During a bird ringing session carried out at the Bundala National park, a Sand Martin (Riparia riparia) and a White-cheeked Tern (Sterna repressa) were captured. Bird ringing session which was planned to capture birds at the middle of the migratory period was held at the Bundala National Park from 9th to 14th December 2008. This ringing session was conducted as a part of the National Bird Ringing Programme (NBRP) which is a collaboration programme of Field Ornithology Group of Sri Lanka (FOGSL) and the Department of Wildlife Conservation (DWC).

Ringing session was conducted at the Bundala Salterns adjacent to the Bundala Lagoon that located within the National Park. During the netting operations in the morning of 12th December, a Sand Martin was captured on a net established to capture waders and terns. Large flock of Barn swallows was flying in the area from early morning but none was captured. It was not difficult to identify the species as a Sand Martin by its morphological characteristics. It’s prominent brown breast band, partial white collar that not going across the nape and sandy brown upperparts were helpful to distinguish it from the other similar species Pale Martin. Sand Martin is considered as a vagrant to Sri Lanka.

Large flock of around 5000 terns was roosting at the salterns during the period of ringing operations. This flock contained few species while the majority was Common Terns, crested terns and little terns. On the night of 13th December, we found a bird which was different from the other terns we captured so far, on a one of our mist nets. It was kept in a cardboard box until next day morning for the processing. Based on the morphological characters and the measurements, we decided it as a White-cheeked Tern. However, since it is considered as a vagrant and there was only one previous record from Sri Lanka we needed further confirmation on the identity. Fortunately, well-known ornithologist and Principle investigator of the NBRP, Prof. Sarath Kotagama and Mr. Rex De Silva who recorded the species from Sri Lanka (the first record), were at Bundala with the team of FOGSL members having a workshop on Waders. We arranged to examine the specimen by themselves to get further confirmation. After studying the bird and referring some books we had at the field, we all concluded that the species is the White-cheeked Tern. This is the second record of the species from Sri Lanka. FOGSL members who participated in the workshop on waders at Bundala also got the opportunity to observe the bird and photograph it.

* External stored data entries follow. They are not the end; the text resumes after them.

use async_trait::async_trait;
use strongbox_core::types::KeyMaterial;
use zeroize::ZeroizeOnDrop;

/// A 256-bit payload key with metadata.
#[derive(Clone, ZeroizeOnDrop)]
pub struct ManagedKey {
    #[zeroize(skip)]
    pub id: String,
    pub key: [u8; 32],
    #[zeroize(skip)]
    pub created_at: String,
}

impl std::fmt::Debug for ManagedKey {
    fn fmt(&self, f: &mut std::fmt::Formatter<'_>) -> std::fmt::Result {
        f.debug_struct("ManagedKey")
            .field("id", &self.id)
            .field("key", &"[REDACTED]")
            .field("created_at", &self.created_at)
            .finish()
    }
}

impl From<&ManagedKey> for KeyMaterial {
    fn from(key: &ManagedKey) -> Self {
        KeyMaterial {
            id: key.id.clone(),
            key: key.key,
        }
    }
}

/// Source of payload encryption keys.
#[async_trait]
pub trait KeyProvider: Send + Sync {
    /// Key that new payloads are sealed with.
    async fn get_current_key(&self) -> anyhow::Result<ManagedKey>;

    /// Any key by id, retired ones included.
    async fn get_key_by_id(&self, id: &str) -> anyhow::Result<ManagedKey>;

    /// Generate a new key and make it current. Older keys stay readable.
    async fn rotate_key(&mut self) -> anyhow::Result<ManagedKey>;

    async fn list_key_ids(&self) -> anyhow::Result<Vec<String>>;
}
use std::path::Path;

use serde::{Deserialize, Serialize};
use strongbox_core::config::StrongboxConfig;

/// Node configuration: the store sections plus the HTTP listener.
#[derive(Debug, Clone, Default, Serialize, Deserialize)]
pub struct ServerConfig {
    #[serde(flatten)]
    pub strongbox: StrongboxConfig,
    #[serde(default)]
    pub http: HttpSettings,
}

#[derive(Debug, Clone, Serialize, Deserialize)]
pub struct HttpSettings {
    #[serde(default = "default_listen_addr")]
    pub listen_addr: String,
    /// Bearer token for `/_admin`. Admin routes answer 403 while unset.
    #[serde(default)]
    pub admin_token: Option<String>,
}

fn default_listen_addr() -> String {
    "127.0.0.1:8700".to_string()
}

impl Default for HttpSettings {
    fn default() -> Self {
        Self {
            listen_addr: default_listen_addr(),
            admin_token: None,
        }
    }
}

impl ServerConfig {
    pub fn load(path: &Path) -> anyhow::Result<Self> {
        if !path.exists() {
            anyhow::bail!(
                "config not found at {}; run `strongbox-server init` first",
                path.display()
            );
        }
        let content = std::fs::read_to_string(path)?;
        let config: Self = toml::from_str(&content)?;
        config.strongbox.validate()?;
        Ok(config)
    }

    pub fn save(&self, path: &Path) -> anyhow::Result<()> {
        let content = toml::to_string_pretty(self)?;
        if let Some(parent) = path.parent() {
            std::fs::create_dir_all(parent)?;
        }
        std::fs::write(path, content)?;
        Ok(())
    }

    pub fn default_config(base_dir: &Path) -> Self {
        Self {
            strongbox: StrongboxConfig::default_config(base_dir),
            http: HttpSettings::default(),
        }
    }
}

#[cfg(test)]
mod tests {
    use super::*;
    use tempfile::TempDir;

    #[test]
    fn http_section_sits_beside_store_sections() {
        let config: ServerConfig = toml::from_str(
            r#"
            [store]
            max_object_bytes = 1024

            [replication]
            node_id = 2
            replication_factor = 2

            [[nodes]]
            id = 1
            endpoint = "http://10.0.0.1:8700"
            role = "primary"

            [[nodes]]
            id = 2
            endpoint = "http://10.0.0.2:8700"
            role = "replica"

            [http]
            listen_addr = "0.0.0.0:9000"
            admin_token = "s3cret"
            "#,
        )
        .unwrap();

        assert_eq!(config.strongbox.store.max_object_bytes, 1024);
        assert_eq!(config.strongbox.replication.node_id, 2);
        assert_eq!(config.strongbox.nodes.len(), 2);
        assert_eq!(config.http.listen_addr, "0.0.0.0:9000");
        assert_eq!(config.http.admin_token.as_deref(), Some("s3cret"));
        config.strongbox.validate().unwrap();
    }

    #[test]
    fn http_section_is_optional() {
        let config: ServerConfig = toml::from_str("[store]\nlock_timeout_ms = 50\n").unwrap();
        assert_eq!(config.http.listen_addr, "127.0.0.1:8700");
        assert!(config.http.admin_token.is_none());
    }

    #[test]
    fn save_then_load() {
        let tmp = TempDir::new().unwrap();
        let path = tmp.path().join("strongbox.toml");
        let mut config = ServerConfig::default_config(tmp.path());
        config.http.admin_token = Some("token".into());
        config.save(&path).unwrap();

        let loaded = ServerConfig::load(&path).unwrap();
        assert_eq!(loaded.http.admin_token.as_deref(), Some("token"));
        assert_eq!(loaded.strongbox.store.db_path, config.strongbox.store.db_path);
    }

    #[test]
    fn missing_file_names_the_init_command() {
        let tmp = TempDir::new().unwrap();
        let err = ServerConfig::load(&tmp.path().join("absent.toml")).unwrap_err();
        assert!(err.to_string().contains("init"));
    }
}
//! Factory for creating the configured KeyProvider.

use std::path::Path;

use crate::ephemeral::EphemeralKeyProvider;
use crate::local::LocalKeyProvider;
use crate::provider::KeyProvider;

/// Create a KeyProvider from the `store.key_provider` setting.
///
/// Supported types:
/// - `"local"`: passphrase-protected keyfile, created on first use
/// - `"ephemeral"`: random in-memory keys, lost on restart
pub fn create_key_provider(
    provider_type: &str,
    passphrase: Option<&[u8]>,
    keyfile_path: &str,
) -> anyhow::Result<Box<dyn KeyProvider>> {
    match provider_type {
        "local" => {
            let passphrase = passphrase
                .ok_or_else(|| anyhow::anyhow!("Passphrase required for local key provider"))?;
            let path = Path::new(keyfile_path);
            let provider = if path.exists() {
                LocalKeyProvider::open(path, passphrase)?
            } else {
                LocalKeyProvider::create(path, passphrase)?
            };
            Ok(Box::new(provider))
        }
        "ephemeral" => {
            tracing::warn!("ephemeral key provider: stored payloads will be unreadable after restart");
            Ok(Box::new(EphemeralKeyProvider::new()))
        }
        other => anyhow::bail!("Unknown key provider type: {other}"),
    }
}
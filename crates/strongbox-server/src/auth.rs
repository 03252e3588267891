use std::sync::Arc;

use axum::extract::{Request, State};
use axum::http::{HeaderMap, StatusCode, header};
use axum::middleware::Next;
use axum::response::Response;
use subtle::ConstantTimeEq;

use crate::state::AppState;

fn bearer(headers: &HeaderMap) -> Option<&str> {
    headers
        .get(header::AUTHORIZATION)
        .and_then(|h| h.to_str().ok())
        .and_then(|h| h.strip_prefix("Bearer "))
}

/// Constant-time token comparison.
pub fn token_matches(expected: &str, presented: &str) -> bool {
    expected.as_bytes().ct_eq(presented.as_bytes()).into()
}

/// Guards `/_admin`. Without a configured token the routes stay closed.
pub async fn admin_middleware(
    State(state): State<Arc<AppState>>,
    request: Request,
    next: Next,
) -> Result<Response, StatusCode> {
    let Some(expected) = state.admin_token.as_deref() else {
        return Err(StatusCode::FORBIDDEN);
    };
    match bearer(request.headers()) {
        Some(token) if token_matches(expected, token) => Ok(next.run(request).await),
        _ => Err(StatusCode::UNAUTHORIZED),
    }
}

/// Guards `/_replica`. Open when the cluster runs without a token.
pub async fn cluster_middleware(
    State(state): State<Arc<AppState>>,
    request: Request,
    next: Next,
) -> Result<Response, StatusCode> {
    if let Some(expected) = state.cluster_token.as_deref() {
        match bearer(request.headers()) {
            Some(token) if token_matches(expected, token) => {}
            _ => return Err(StatusCode::UNAUTHORIZED),
        }
    }
    Ok(next.run(request).await)
}

#[cfg(test)]
mod tests {
    use super::*;
    use axum::http::HeaderValue;

    #[test]
    fn tokens_compare_by_value() {
        assert!(token_matches("abc", "abc"));
        assert!(!token_matches("abc", "abd"));
        assert!(!token_matches("abc", "abcd"));
        assert!(!token_matches("abc", ""));
    }

    #[test]
    fn bearer_requires_the_scheme() {
        let mut headers = HeaderMap::new();
        assert_eq!(bearer(&headers), None);
        headers.insert(header::AUTHORIZATION, HeaderValue::from_static("Basic abc"));
        assert_eq!(bearer(&headers), None);
        headers.insert(header::AUTHORIZATION, HeaderValue::from_static("Bearer abc"));
        assert_eq!(bearer(&headers), Some("abc"));
    }
}
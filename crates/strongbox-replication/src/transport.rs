use async_trait::async_trait;
use std::collections::{HashMap, HashSet};
use std::sync::{Arc, Mutex, PoisonError};
use std::time::Duration;

use crate::node::Node;
use crate::types::ReplicatedMutation;

/// Path a replica serves for propagated mutations.
pub const APPLY_PATH: &str = "/_replica/apply";
/// Path a node serves for liveness probes.
pub const HEALTH_PATH: &str = "/_replica/health";

/// Carries mutations from the primary to one replica.
#[async_trait]
pub trait ReplicaTransport: Send + Sync {
    /// Deliver a mutation. `Ok` means the replica applied it.
    async fn send(&self, node: &Node, mutation: &ReplicatedMutation) -> anyhow::Result<()>;

    /// Cheap liveness check used by the health probe.
    async fn ping(&self, node: &Node) -> anyhow::Result<()>;
}

/// Replica-side receiver of propagated mutations.
#[async_trait]
pub trait ReplicaHandler: Send + Sync {
    async fn apply(&self, mutation: ReplicatedMutation) -> anyhow::Result<()>;
}

/// JSON over HTTP.
pub struct HttpTransport {
    client: reqwest::Client,
    token: Option<String>,
}

impl HttpTransport {
    pub fn new(token: Option<String>, timeout: Duration) -> anyhow::Result<Self> {
        let client = reqwest::Client::builder().timeout(timeout).build()?;
        Ok(Self { client, token })
    }

    fn authorize(&self, request: reqwest::RequestBuilder) -> reqwest::RequestBuilder {
        match &self.token {
            Some(token) => request.bearer_auth(token),
            None => request,
        }
    }
}

#[async_trait]
impl ReplicaTransport for HttpTransport {
    async fn send(&self, node: &Node, mutation: &ReplicatedMutation) -> anyhow::Result<()> {
        let url = format!("{}{APPLY_PATH}", node.endpoint);
        let response = self
            .authorize(self.client.post(&url))
            .json(mutation)
            .send()
            .await?;
        let status = response.status();
        if !status.is_success() {
            let body = response.text().await.unwrap_or_default();
            anyhow::bail!("replica {} rejected {}: {status} {body}", node.id, mutation.id);
        }
        Ok(())
    }

    async fn ping(&self, node: &Node) -> anyhow::Result<()> {
        let url = format!("{}{HEALTH_PATH}", node.endpoint);
        self.authorize(self.client.get(&url))
            .send()
            .await?
            .error_for_status()?;
        Ok(())
    }
}

/// Delivers mutations to handlers living in the same process.
///
/// Nodes can be taken offline or slowed down, which makes multi-node
/// behaviour reproducible without sockets.
#[derive(Default)]
pub struct InProcessTransport {
    handlers: Mutex<HashMap<u64, Arc<dyn ReplicaHandler>>>,
    offline: Mutex<HashSet<u64>>,
    delays: Mutex<HashMap<u64, Duration>>,
}

impl InProcessTransport {
    pub fn new() -> Self {
        Self::default()
    }

    pub fn register(&self, node_id: u64, handler: Arc<dyn ReplicaHandler>) {
        self.handlers
            .lock()
            .unwrap_or_else(PoisonError::into_inner)
            .insert(node_id, handler);
    }

    pub fn set_offline(&self, node_id: u64, offline: bool) {
        let mut set = self.offline.lock().unwrap_or_else(PoisonError::into_inner);
        if offline {
            set.insert(node_id);
        } else {
            set.remove(&node_id);
        }
    }

    pub fn set_delay(&self, node_id: u64, delay: Duration) {
        self.delays
            .lock()
            .unwrap_or_else(PoisonError::into_inner)
            .insert(node_id, delay);
    }

    async fn reach(&self, node_id: u64) -> anyhow::Result<Option<Arc<dyn ReplicaHandler>>> {
        let delay = self
            .delays
            .lock()
            .unwrap_or_else(PoisonError::into_inner)
            .get(&node_id)
            .copied();
        if let Some(delay) = delay {
            tokio::time::sleep(delay).await;
        }
        if self
            .offline
            .lock()
            .unwrap_or_else(PoisonError::into_inner)
            .contains(&node_id)
        {
            anyhow::bail!("node {node_id} is offline");
        }
        Ok(self
            .handlers
            .lock()
            .unwrap_or_else(PoisonError::into_inner)
            .get(&node_id)
            .cloned())
    }
}

#[async_trait]
impl ReplicaTransport for InProcessTransport {
    async fn send(&self, node: &Node, mutation: &ReplicatedMutation) -> anyhow::Result<()> {
        let handler = self
            .reach(node.id)
            .await?
            .ok_or_else(|| anyhow::anyhow!("no handler registered for node {}", node.id))?;
        handler.apply(mutation.clone()).await
    }

    async fn ping(&self, node: &Node) -> anyhow::Result<()> {
        self.reach(node.id).await?;
        Ok(())
    }
}
use std::sync::Arc;

use axum::Json;
use axum::extract::{Query, State};
use futures::{StreamExt, TryStreamExt};
use strongbox_core::StoreError;
use strongbox_core::audit::{AuditCursor, AuditFilter, AuditRecord};
use tracing::warn;

use crate::error::ApiResult;
use crate::models::{AuditPage, AuditQuery, MaintenanceState, StatusResponse};
use crate::state::AppState;

const DEFAULT_AUDIT_PAGE: usize = 100;
const MAX_AUDIT_PAGE: usize = 1_000;

pub async fn get_status(State(state): State<Arc<AppState>>) -> Json<StatusResponse> {
    let ctx = &state.ctx;
    let topology = ctx.replication.topology();
    Json(StatusResponse {
        version: env!("CARGO_PKG_VERSION").to_string(),
        node_id: topology.local_id(),
        role: topology.local_role(),
        maintenance: ctx.maintenance.is_maintenance(),
        key_id: ctx.crypto.current_key_id().to_string(),
        replication_factor: topology.replication_factor(),
        nodes: topology.health_view(),
        audit: ctx.audit.stats(),
    })
}

pub async fn get_maintenance(State(state): State<Arc<AppState>>) -> Json<MaintenanceState> {
    Json(MaintenanceState {
        enabled: state.ctx.maintenance.is_maintenance(),
    })
}

pub async fn set_maintenance(
    State(state): State<Arc<AppState>>,
    Json(desired): Json<MaintenanceState>,
) -> Json<MaintenanceState> {
    if desired.enabled {
        state.ctx.maintenance.enter();
        warn!("maintenance mode entered; mutations are rejected");
    } else {
        state.ctx.maintenance.exit();
        warn!("maintenance mode left");
    }
    Json(MaintenanceState {
        enabled: state.ctx.maintenance.is_maintenance(),
    })
}

/// One page of the audit trail, oldest first.
pub async fn query_audit(
    State(state): State<Arc<AppState>>,
    Query(query): Query<AuditQuery>,
) -> ApiResult<Json<AuditPage>> {
    let after = match (query.after_timestamp, query.after_seq) {
        (Some(timestamp), Some(seq)) => Some(AuditCursor { timestamp, seq }),
        (None, None) => None,
        _ => {
            return Err(StoreError::InvalidRequest(
                "after_timestamp and after_seq must be given together".into(),
            )
            .into());
        }
    };
    let limit = query
        .limit
        .unwrap_or(DEFAULT_AUDIT_PAGE)
        .clamp(1, MAX_AUDIT_PAGE);
    let filter = AuditFilter {
        resource: query.resource,
        entry_type: query.entry_type,
    };

    // Entries recorded before this request must be visible to it.
    state.ctx.audit.flush().await;
    let records: Vec<AuditRecord> = state
        .ctx
        .audit
        .entries_after(filter, after)
        .take(limit)
        .try_collect()
        .await?;
    let next = if records.len() == limit {
        records.last().map(AuditRecord::cursor)
    } else {
        None
    };
    Ok(Json(AuditPage { records, next }))
}
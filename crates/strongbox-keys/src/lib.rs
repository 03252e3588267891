pub mod ephemeral;
pub mod factory;
pub mod local;
pub mod provider;

use strongbox_core::crypto::EncryptionManager;
use strongbox_core::types::KeyMaterial;

use crate::provider::KeyProvider;

/// Build the payload keyring from a provider: the current key seals,
/// every other key the provider knows stays available for opening.
pub async fn load_keyring(provider: &dyn KeyProvider) -> anyhow::Result<EncryptionManager> {
    let current = provider.get_current_key().await?;
    let mut retired = Vec::new();
    for id in provider.list_key_ids().await? {
        if id != current.id {
            retired.push(KeyMaterial::from(&provider.get_key_by_id(&id).await?));
        }
    }
    tracing::info!(
        current = %current.id,
        retired = retired.len(),
        "payload keyring loaded"
    );
    Ok(EncryptionManager::new(KeyMaterial::from(&current), retired))
}
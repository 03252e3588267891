use axum::Json;
use axum::http::StatusCode;
use axum::response::{IntoResponse, Response};
use strongbox_core::{ErrorKind, ErrorResponse, StoreError};

/// An [`ErrorResponse`] on its way to the client, unchanged.
#[derive(Debug)]
pub struct ApiError(pub ErrorResponse);

impl ApiError {
    pub fn new(kind: ErrorKind, message: impl Into<String>) -> Self {
        Self(ErrorResponse::new(kind, message))
    }
}

impl From<StoreError> for ApiError {
    fn from(e: StoreError) -> Self {
        Self(ErrorResponse::from(e))
    }
}

impl IntoResponse for ApiError {
    fn into_response(self) -> Response {
        let status =
            StatusCode::from_u16(self.0.status).unwrap_or(StatusCode::INTERNAL_SERVER_ERROR);
        (status, Json(self.0)).into_response()
    }
}

pub type ApiResult<T> = Result<T, ApiError>;

#[cfg(test)]
mod tests {
    use super::*;

    #[test]
    fn status_follows_the_error_kind() {
        let response = ApiError::from(StoreError::NotFound("container 'c1'".into())).into_response();
        assert_eq!(response.status(), StatusCode::NOT_FOUND);

        let response = ApiError::from(StoreError::LockTimeout {
            resource: "c1".into(),
            mode: strongbox_core::lock::LockMode::Shared,
            waited_ms: 5,
        })
        .into_response();
        assert_eq!(response.status(), StatusCode::LOCKED);

        let response = ApiError::from(StoreError::MaintenanceModeActive).into_response();
        assert_eq!(response.status(), StatusCode::SERVICE_UNAVAILABLE);
    }
}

Birds were ringed, photographed and released later. Both of these records are first specimen records of the species in Sri Lanka.

C.D. Kaluthota, Rahula Perera, Kasun Dayananda, Sameera Ariyarathna, Hasith De Silva and Dilshan De Silva of FOGSL and five officers from the DWC participated in the ringing session.

Reported by C.D. Kaluthota.

2 comments:

Mike Prince said...

Congratulations on two great records. Note that distinguishing Sand Martin from the tibetana or fohkienensis subspecies of Pale Martin is apparently very difficult, e.g. see Birds of South Asia, Rasmussen and Anderton (2005). Because of this I was unsure of some birds seen in Karnataka, south India in 2008: see photos on www.bubo.org. I haven't been able to find much convincing information about field id of tibetana and, in the absence of this, consider the birds seen by me, and the Bundala bird, to indeed be Sand Martins. I would welcome further information though.

Chinthaka Kaluthota said...

Mike,

Thanks for the information and photos.

Detailed article on this record with the measurements of the birds will be published later.